Task.
In the entries below, how many lines contain the string "async"? Respond with the number only.

(The input Opens)

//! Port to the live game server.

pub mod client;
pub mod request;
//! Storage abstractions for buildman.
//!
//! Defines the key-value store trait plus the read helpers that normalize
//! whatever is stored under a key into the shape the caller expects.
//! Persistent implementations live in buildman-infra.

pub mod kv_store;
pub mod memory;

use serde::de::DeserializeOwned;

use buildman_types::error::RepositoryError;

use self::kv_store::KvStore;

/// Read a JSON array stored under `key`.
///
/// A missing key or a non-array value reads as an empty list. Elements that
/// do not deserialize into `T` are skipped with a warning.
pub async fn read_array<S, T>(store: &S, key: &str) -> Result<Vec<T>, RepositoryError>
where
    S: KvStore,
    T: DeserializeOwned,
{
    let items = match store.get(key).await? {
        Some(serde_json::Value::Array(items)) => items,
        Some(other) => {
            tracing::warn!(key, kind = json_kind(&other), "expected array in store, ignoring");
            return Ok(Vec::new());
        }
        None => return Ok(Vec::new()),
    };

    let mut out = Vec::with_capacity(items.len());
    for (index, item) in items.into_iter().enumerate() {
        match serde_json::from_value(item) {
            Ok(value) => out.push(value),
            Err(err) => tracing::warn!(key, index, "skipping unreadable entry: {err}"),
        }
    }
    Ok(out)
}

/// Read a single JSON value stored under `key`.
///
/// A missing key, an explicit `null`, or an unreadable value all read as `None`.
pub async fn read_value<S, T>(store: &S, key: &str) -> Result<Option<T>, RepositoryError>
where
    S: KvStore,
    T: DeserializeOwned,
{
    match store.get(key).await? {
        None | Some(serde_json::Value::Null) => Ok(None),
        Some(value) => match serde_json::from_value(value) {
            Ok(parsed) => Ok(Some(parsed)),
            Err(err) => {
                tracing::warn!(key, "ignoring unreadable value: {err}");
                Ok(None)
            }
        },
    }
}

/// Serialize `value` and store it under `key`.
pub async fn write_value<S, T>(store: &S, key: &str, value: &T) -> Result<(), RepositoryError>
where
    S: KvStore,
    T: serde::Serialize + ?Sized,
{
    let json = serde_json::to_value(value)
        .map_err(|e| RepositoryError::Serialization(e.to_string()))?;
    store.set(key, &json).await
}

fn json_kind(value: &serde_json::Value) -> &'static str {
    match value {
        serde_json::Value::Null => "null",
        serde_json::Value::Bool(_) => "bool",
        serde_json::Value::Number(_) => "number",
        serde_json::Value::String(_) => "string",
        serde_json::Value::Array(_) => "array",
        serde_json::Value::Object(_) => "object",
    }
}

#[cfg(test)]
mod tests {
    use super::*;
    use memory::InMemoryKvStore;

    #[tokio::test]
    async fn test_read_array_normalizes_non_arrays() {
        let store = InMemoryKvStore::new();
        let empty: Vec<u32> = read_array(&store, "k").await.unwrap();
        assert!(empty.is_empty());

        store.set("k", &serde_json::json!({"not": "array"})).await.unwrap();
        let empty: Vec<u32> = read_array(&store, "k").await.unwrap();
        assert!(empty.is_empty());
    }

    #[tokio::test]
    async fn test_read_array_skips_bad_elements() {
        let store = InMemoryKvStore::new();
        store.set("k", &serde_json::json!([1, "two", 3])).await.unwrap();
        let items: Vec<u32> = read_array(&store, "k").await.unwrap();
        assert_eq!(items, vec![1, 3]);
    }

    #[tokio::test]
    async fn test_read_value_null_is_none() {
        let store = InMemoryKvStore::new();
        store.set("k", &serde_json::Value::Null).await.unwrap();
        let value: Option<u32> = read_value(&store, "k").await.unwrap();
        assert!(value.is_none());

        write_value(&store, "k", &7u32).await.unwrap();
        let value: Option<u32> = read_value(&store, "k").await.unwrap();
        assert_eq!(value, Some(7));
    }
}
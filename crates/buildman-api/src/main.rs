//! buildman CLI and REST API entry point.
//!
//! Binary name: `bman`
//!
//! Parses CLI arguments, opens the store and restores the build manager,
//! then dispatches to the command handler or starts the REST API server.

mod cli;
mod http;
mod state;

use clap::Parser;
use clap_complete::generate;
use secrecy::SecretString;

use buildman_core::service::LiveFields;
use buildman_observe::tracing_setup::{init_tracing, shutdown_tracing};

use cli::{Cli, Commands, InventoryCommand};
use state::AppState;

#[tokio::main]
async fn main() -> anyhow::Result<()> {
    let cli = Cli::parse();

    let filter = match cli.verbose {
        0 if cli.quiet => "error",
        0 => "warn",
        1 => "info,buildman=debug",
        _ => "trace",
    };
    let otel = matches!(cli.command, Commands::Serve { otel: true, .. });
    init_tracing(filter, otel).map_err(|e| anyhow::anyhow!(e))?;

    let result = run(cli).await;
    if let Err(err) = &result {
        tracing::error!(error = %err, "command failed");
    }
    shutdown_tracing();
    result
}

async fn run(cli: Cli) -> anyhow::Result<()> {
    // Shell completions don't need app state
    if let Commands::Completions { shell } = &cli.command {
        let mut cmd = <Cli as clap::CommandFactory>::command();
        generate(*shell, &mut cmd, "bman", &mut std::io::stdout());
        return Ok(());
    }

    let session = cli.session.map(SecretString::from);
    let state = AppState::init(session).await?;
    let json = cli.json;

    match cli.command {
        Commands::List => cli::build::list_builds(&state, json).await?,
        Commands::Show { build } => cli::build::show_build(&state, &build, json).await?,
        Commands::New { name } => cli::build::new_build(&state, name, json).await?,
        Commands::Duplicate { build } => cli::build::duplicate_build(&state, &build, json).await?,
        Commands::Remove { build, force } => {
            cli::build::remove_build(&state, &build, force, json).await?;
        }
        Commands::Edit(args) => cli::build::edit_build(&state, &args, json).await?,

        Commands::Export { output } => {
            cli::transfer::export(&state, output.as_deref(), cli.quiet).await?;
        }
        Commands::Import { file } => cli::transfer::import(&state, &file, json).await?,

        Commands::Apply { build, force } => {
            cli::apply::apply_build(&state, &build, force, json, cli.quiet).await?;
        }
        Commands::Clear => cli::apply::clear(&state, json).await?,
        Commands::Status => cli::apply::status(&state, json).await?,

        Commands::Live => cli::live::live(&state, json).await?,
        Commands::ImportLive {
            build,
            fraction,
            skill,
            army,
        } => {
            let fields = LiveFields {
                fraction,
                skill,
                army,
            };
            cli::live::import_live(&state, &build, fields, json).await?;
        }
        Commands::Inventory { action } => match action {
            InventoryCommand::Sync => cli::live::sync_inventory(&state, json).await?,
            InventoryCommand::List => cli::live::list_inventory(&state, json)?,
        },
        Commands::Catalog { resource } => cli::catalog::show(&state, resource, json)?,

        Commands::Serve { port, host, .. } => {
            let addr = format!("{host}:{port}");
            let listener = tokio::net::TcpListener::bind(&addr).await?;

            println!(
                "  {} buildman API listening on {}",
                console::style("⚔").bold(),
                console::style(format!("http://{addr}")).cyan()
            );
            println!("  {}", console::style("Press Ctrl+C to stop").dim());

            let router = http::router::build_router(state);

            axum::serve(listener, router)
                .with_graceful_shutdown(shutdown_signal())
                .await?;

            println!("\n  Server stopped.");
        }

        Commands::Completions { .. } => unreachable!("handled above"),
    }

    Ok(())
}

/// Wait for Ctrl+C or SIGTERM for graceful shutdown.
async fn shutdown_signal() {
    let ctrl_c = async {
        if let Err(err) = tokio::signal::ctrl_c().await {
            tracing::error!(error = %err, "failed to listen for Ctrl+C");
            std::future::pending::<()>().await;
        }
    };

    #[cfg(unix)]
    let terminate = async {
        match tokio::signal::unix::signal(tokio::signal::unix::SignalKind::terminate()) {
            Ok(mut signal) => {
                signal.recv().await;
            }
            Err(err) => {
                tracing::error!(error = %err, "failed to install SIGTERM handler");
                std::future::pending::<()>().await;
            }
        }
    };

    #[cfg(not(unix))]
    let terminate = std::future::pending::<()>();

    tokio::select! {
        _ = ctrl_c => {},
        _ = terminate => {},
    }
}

(The input Closes)

Task response.
11